▸ **What you should do**
The entries below are to be copied exactly, with nothing left out.

▸ **Exercise data**
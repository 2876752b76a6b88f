//! Fault reporting.
//!
//! Triggers and workers receive an explicit [`FaultSink`] at construction and
//! report compute faults, skipped cycles and overruns through it. Nothing in
//! the runtime is fatal: a sink only observes.

use crate::graph::id::{StepId, TriggerId};
use crossbeam_channel::{bounded, Receiver, Sender, TrySendError};
use serde::Serialize;
use std::sync::atomic::{AtomicU64, Ordering};
use std::time::Duration;

/// An event worth telling the graph owner about.
#[derive(Debug, Clone, PartialEq, Serialize)]
pub enum Fault {
    /// A step's compute failed; the step is now Faulted.
    Compute {
        step: StepId,
        step_name: String,
        trigger: TriggerId,
        message: String,
    },
    /// `trigger()` was called while the previous wave was still running.
    SkippedCycle { trigger: TriggerId },
    /// A fixed-rate cycle took longer than its interval.
    Overrun {
        trigger: TriggerId,
        duration: Duration,
        interval: Duration,
    },
}

/// Receiver of runtime faults.
pub trait FaultSink: Send + Sync {
    fn report(&self, fault: Fault);
}

/// Discards everything.
#[derive(Debug, Default, Clone, Copy)]
pub struct NullFaultSink;

impl FaultSink for NullFaultSink {
    fn report(&self, _fault: Fault) {}
}

/// Writes faults to the `tracing` log.
#[derive(Debug, Default, Clone, Copy)]
pub struct LogFaultSink;

impl FaultSink for LogFaultSink {
    fn report(&self, fault: Fault) {
        match fault {
            Fault::Compute {
                step,
                step_name,
                trigger,
                message,
            } => {
                tracing::error!("Step '{}' ({:?}) on {:?} faulted: {}", step_name, step, trigger, message);
            }
            Fault::SkippedCycle { trigger } => {
                tracing::warn!("{:?} skipped a cycle (previous wave still running)", trigger);
            }
            Fault::Overrun {
                trigger,
                duration,
                interval,
            } => {
                tracing::warn!("{:?} overran: cycle took {:?} (interval {:?})", trigger, duration, interval);
            }
        }
    }
}

/// Forwards faults over a bounded channel for a polling consumer.
///
/// Uses `try_send` so a slow consumer never stalls a trigger thread; faults
/// that do not fit are counted in [`dropped`](Self::dropped).
pub struct ChannelFaultSink {
    tx: Sender<Fault>,
    dropped: AtomicU64,
}

impl ChannelFaultSink {
    /// Create a sink and the receiver the consumer should drain.
    pub fn new(capacity: usize) -> (Self, Receiver<Fault>) {
        let (tx, rx) = bounded(capacity.max(1));
        (
            Self {
                tx,
                dropped: AtomicU64::new(0),
            },
            rx,
        )
    }

    pub fn dropped(&self) -> u64 {
        self.dropped.load(Ordering::Relaxed)
    }
}

impl FaultSink for ChannelFaultSink {
    fn report(&self, fault: Fault) {
        match self.tx.try_send(fault) {
            Ok(()) => {}
            Err(TrySendError::Full(_)) => {
                let count = self.dropped.fetch_add(1, Ordering::Relaxed) + 1;
                if count == 1 || count % 100 == 0 {
                    tracing::warn!("Fault queue full, {} faults dropped", count);
                }
            }
            Err(TrySendError::Disconnected(_)) => {}
        }
    }
}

▸ **Task output**
repository 2876752b76a6b88f
//! Fault reporting.
//!
//! Triggers and workers receive an explicit [`FaultSink`] at construction and
//! report compute faults, skipped cycles and overruns through it. Nothing in
//! the runtime is fatal: a sink only observes.

use crate::graph::id::{StepId, TriggerId};
use crossbeam_channel::{bounded, Receiver, Sender, TrySendError};
use serde::Serialize;
use std::sync::atomic::{AtomicU64, Ordering};
use std::time::Duration;

/// An event worth telling the graph owner about.
#[derive(Debug, Clone, PartialEq, Serialize)]
pub enum Fault {
    /// A step's compute failed; the step is now Faulted.
    Compute {
        step: StepId,
        step_name: String,
        trigger: TriggerId,
        message: String,
    },
    /// `trigger()` was called while the previous wave was still running.
    SkippedCycle { trigger: TriggerId },
    /// A fixed-rate cycle took longer than its interval.
    Overrun {
        trigger: TriggerId,
        duration: Duration,
        interval: Duration,
    },
}

/// Receiver of runtime faults.
pub trait FaultSink: Send + Sync {
    fn report(&self, fault: Fault);
}

/// Discards everything.
#[derive(Debug, Default, Clone, Copy)]
pub struct NullFaultSink;

impl FaultSink for NullFaultSink {
    fn report(&self, _fault: Fault) {}
}

/// Writes faults to the `tracing` log.
#[derive(Debug, Default, Clone, Copy)]
pub struct LogFaultSink;

impl FaultSink for LogFaultSink {
    fn report(&self, fault: Fault) {
        match fault {
            Fault::Compute {
                step,
                step_name,
                trigger,
                message,
            } => {
                tracing::error!("Step '{}' ({:?}) on {:?} faulted: {}", step_name, step, trigger, message);
            }
            Fault::SkippedCycle { trigger } => {
                tracing::warn!("{:?} skipped a cycle (previous wave still running)", trigger);
            }
            Fault::Overrun {
                trigger,
                duration,
                interval,
            } => {
                tracing::warn!("{:?} overran: cycle took {:?} (interval {:?})", trigger, duration, interval);
            }
        }
    }
}

/// Forwards faults over a bounded channel for a polling consumer.
///
/// Uses `try_send` so a slow consumer never stalls a trigger thread; faults
/// that do not fit are counted in [`dropped`](Self::dropped).
pub struct ChannelFaultSink {
    tx: Sender<Fault>,
    dropped: AtomicU64,
}

impl ChannelFaultSink {
    /// Create a sink and the receiver the consumer should drain.
    pub fn new(capacity: usize) -> (Self, Receiver<Fault>) {
        let (tx, rx) = bounded(capacity.max(1));
        (
            Self {
                tx,
                dropped: AtomicU64::new(0),
            },
            rx,
        )
    }

    pub fn dropped(&self) -> u64 {
        self.dropped.load(Ordering::Relaxed)
    }
}

impl FaultSink for ChannelFaultSink {
    fn report(&self, fault: Fault) {
        match self.tx.try_send(fault) {
            Ok(()) => {}
            Err(TrySendError::Full(_)) => {
                let count = self.dropped.fetch_add(1, Ordering::Relaxed) + 1;
                if count == 1 || count % 100 == 0 {
                    tracing::warn!("Fault queue full, {} faults dropped", count);
                }
            }
            Err(TrySendError::Disconnected(_)) => {}
        }
    }
}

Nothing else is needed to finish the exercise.